**Supplied data:**
Content starts
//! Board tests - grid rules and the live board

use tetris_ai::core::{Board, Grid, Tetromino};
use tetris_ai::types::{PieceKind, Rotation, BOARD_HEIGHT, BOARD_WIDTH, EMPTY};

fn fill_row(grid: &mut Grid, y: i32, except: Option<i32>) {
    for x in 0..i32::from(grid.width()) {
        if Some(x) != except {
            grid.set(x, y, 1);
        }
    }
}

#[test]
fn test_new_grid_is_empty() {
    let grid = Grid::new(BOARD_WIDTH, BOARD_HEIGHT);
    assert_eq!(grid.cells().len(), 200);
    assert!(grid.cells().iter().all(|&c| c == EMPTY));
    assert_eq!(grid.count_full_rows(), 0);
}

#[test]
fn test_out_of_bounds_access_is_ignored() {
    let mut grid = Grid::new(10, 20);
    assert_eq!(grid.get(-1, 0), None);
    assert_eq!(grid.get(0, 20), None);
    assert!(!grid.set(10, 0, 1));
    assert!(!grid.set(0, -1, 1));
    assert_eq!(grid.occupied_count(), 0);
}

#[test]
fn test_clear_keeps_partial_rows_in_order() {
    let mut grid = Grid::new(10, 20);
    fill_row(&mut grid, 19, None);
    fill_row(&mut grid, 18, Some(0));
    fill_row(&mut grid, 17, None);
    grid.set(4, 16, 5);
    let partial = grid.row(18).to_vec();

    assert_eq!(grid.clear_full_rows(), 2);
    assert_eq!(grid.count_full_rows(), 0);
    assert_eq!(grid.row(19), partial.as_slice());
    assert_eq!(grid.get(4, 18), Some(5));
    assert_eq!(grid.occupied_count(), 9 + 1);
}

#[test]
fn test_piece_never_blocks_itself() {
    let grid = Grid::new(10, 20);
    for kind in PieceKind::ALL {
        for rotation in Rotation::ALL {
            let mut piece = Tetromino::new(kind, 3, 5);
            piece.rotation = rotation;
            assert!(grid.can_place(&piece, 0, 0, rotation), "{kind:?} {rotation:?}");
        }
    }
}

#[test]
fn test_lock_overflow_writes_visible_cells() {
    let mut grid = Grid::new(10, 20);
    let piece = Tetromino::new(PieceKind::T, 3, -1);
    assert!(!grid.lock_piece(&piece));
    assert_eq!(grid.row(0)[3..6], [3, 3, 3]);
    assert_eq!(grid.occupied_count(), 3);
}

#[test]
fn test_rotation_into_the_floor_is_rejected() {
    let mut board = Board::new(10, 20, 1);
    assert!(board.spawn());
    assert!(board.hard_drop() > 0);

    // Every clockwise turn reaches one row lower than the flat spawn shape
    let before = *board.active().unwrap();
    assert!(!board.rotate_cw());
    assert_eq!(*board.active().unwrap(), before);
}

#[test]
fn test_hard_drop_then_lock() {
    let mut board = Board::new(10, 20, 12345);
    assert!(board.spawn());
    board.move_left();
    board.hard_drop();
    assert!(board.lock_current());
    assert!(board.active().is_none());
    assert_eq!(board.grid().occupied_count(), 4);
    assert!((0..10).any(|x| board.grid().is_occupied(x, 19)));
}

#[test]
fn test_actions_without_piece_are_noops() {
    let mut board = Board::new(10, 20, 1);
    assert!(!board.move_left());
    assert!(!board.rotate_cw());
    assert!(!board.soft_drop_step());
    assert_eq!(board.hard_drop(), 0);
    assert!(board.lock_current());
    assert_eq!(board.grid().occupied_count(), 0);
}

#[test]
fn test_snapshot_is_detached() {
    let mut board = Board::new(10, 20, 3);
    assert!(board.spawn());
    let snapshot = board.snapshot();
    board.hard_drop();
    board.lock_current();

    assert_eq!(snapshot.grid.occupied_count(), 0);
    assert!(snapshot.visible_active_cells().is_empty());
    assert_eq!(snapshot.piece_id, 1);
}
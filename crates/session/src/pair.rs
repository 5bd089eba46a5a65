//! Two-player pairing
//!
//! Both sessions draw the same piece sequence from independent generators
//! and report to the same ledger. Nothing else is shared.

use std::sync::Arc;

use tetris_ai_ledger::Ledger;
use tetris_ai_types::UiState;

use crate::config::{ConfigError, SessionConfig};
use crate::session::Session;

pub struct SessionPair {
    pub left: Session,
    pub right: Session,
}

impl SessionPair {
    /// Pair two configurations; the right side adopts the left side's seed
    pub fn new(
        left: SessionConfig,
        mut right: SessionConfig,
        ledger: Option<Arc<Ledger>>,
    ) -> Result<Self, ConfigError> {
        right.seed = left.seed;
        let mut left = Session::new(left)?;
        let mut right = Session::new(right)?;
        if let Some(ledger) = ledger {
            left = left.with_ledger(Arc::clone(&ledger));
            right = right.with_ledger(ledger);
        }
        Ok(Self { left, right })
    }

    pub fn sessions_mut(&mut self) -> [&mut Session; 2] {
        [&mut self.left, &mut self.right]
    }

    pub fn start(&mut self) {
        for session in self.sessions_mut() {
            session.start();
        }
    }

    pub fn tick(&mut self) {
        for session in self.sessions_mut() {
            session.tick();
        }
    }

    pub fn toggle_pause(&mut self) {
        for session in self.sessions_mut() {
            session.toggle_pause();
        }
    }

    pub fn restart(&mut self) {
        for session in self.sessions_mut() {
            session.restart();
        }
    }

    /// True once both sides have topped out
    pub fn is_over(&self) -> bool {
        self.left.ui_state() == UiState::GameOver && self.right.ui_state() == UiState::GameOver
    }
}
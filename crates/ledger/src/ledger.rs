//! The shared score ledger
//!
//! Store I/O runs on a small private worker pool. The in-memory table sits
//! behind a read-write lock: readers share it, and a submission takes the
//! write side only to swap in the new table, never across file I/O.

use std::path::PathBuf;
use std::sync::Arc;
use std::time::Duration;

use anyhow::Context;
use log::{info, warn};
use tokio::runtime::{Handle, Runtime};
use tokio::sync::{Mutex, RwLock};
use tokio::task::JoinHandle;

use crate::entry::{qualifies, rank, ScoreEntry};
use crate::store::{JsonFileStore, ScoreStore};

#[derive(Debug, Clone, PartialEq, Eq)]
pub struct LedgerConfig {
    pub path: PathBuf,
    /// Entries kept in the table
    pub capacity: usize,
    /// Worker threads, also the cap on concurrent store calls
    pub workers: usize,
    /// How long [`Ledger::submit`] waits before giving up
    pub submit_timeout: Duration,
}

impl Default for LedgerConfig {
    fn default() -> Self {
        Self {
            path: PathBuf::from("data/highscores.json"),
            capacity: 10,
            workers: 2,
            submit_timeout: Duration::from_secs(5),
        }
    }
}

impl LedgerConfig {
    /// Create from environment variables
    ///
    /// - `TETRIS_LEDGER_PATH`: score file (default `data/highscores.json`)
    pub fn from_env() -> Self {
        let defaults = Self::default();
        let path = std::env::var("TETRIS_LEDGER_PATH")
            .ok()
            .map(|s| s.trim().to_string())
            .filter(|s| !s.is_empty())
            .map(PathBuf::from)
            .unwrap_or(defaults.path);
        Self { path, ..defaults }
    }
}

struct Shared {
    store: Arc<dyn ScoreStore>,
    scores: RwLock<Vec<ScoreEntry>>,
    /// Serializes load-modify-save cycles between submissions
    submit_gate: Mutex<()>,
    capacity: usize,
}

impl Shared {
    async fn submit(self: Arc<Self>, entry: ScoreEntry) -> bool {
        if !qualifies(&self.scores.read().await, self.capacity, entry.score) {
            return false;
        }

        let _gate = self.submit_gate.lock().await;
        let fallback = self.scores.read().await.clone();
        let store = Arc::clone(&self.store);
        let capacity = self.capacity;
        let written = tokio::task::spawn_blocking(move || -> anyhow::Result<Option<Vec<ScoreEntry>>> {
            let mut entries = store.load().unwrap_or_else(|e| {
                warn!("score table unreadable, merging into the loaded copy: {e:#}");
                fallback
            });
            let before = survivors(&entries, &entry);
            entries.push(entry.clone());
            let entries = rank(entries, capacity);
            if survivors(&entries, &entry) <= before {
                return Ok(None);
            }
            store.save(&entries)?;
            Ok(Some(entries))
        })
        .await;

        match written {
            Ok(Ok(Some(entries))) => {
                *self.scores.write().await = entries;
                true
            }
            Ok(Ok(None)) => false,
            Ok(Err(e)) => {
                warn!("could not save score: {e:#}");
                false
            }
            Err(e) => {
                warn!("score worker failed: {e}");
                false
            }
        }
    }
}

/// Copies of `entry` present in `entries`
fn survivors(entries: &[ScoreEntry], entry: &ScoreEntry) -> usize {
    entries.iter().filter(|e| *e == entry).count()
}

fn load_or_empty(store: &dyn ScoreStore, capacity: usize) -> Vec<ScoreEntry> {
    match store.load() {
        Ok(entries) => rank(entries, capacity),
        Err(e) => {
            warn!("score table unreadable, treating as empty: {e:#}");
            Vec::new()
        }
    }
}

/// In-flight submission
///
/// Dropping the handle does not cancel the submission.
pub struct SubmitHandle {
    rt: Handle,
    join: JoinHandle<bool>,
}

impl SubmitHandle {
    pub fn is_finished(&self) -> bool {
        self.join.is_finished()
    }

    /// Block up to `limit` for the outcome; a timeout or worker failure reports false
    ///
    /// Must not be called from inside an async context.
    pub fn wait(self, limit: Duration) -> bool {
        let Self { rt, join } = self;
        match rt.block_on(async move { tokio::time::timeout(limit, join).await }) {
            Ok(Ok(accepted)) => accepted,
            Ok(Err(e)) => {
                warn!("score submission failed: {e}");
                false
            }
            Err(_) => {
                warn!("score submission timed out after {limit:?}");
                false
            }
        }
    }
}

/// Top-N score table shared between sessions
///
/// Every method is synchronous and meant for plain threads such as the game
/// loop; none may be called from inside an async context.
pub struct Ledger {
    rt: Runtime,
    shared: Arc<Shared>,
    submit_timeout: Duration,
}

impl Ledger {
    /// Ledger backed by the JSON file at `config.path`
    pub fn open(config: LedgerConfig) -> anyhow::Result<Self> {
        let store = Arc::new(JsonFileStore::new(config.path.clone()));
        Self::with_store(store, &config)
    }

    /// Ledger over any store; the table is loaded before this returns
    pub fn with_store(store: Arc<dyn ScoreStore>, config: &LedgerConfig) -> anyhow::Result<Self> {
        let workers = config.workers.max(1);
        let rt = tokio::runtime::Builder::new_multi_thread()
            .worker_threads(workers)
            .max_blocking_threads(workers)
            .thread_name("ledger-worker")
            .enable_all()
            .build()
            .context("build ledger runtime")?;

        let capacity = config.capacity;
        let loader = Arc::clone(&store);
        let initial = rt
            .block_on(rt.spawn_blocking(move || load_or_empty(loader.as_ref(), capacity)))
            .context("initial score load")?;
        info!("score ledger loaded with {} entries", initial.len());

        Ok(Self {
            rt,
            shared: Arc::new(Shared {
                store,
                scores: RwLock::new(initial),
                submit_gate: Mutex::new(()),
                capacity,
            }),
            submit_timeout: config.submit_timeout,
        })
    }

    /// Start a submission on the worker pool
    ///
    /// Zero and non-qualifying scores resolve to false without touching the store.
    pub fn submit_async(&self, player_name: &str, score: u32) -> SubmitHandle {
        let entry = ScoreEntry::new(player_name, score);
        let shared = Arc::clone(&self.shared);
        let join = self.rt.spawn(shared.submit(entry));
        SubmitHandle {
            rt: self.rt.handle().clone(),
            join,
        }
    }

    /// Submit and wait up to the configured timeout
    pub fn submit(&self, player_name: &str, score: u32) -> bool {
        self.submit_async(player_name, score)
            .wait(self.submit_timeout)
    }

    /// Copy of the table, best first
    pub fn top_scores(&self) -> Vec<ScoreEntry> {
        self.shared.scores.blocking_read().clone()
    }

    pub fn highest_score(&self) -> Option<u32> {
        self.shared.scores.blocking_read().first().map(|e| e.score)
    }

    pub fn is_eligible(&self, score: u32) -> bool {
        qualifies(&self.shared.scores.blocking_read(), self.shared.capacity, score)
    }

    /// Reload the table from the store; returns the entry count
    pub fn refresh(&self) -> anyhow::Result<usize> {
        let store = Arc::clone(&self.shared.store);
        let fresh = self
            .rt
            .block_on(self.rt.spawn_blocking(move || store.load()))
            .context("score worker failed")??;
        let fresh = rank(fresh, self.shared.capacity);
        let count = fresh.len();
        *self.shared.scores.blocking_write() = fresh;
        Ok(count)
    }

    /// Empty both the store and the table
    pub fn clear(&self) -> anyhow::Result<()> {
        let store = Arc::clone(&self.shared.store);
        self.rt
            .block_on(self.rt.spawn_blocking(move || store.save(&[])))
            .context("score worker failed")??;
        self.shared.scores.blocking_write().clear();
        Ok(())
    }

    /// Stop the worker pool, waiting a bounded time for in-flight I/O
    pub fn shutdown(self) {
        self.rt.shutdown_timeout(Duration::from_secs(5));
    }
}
Content ends
When you come to the line containing "assert_eq!(grid.get(-1, 0), None);", give it and stop; before that, repeat each line of the material exactly from the first one.

//! Board tests - grid rules and the live board

use tetris_ai::core::{Board, Grid, Tetromino};
use tetris_ai::types::{PieceKind, Rotation, BOARD_HEIGHT, BOARD_WIDTH, EMPTY};

fn fill_row(grid: &mut Grid, y: i32, except: Option<i32>) {
    for x in 0..i32::from(grid.width()) {
        if Some(x) != except {
            grid.set(x, y, 1);
        }
    }
}

#[test]
fn test_new_grid_is_empty() {
    let grid = Grid::new(BOARD_WIDTH, BOARD_HEIGHT);
    assert_eq!(grid.cells().len(), 200);
    assert!(grid.cells().iter().all(|&c| c == EMPTY));
    assert_eq!(grid.count_full_rows(), 0);
}

#[test]
fn test_out_of_bounds_access_is_ignored() {
    let mut grid = Grid::new(10, 20);
    assert_eq!(grid.get(-1, 0), None);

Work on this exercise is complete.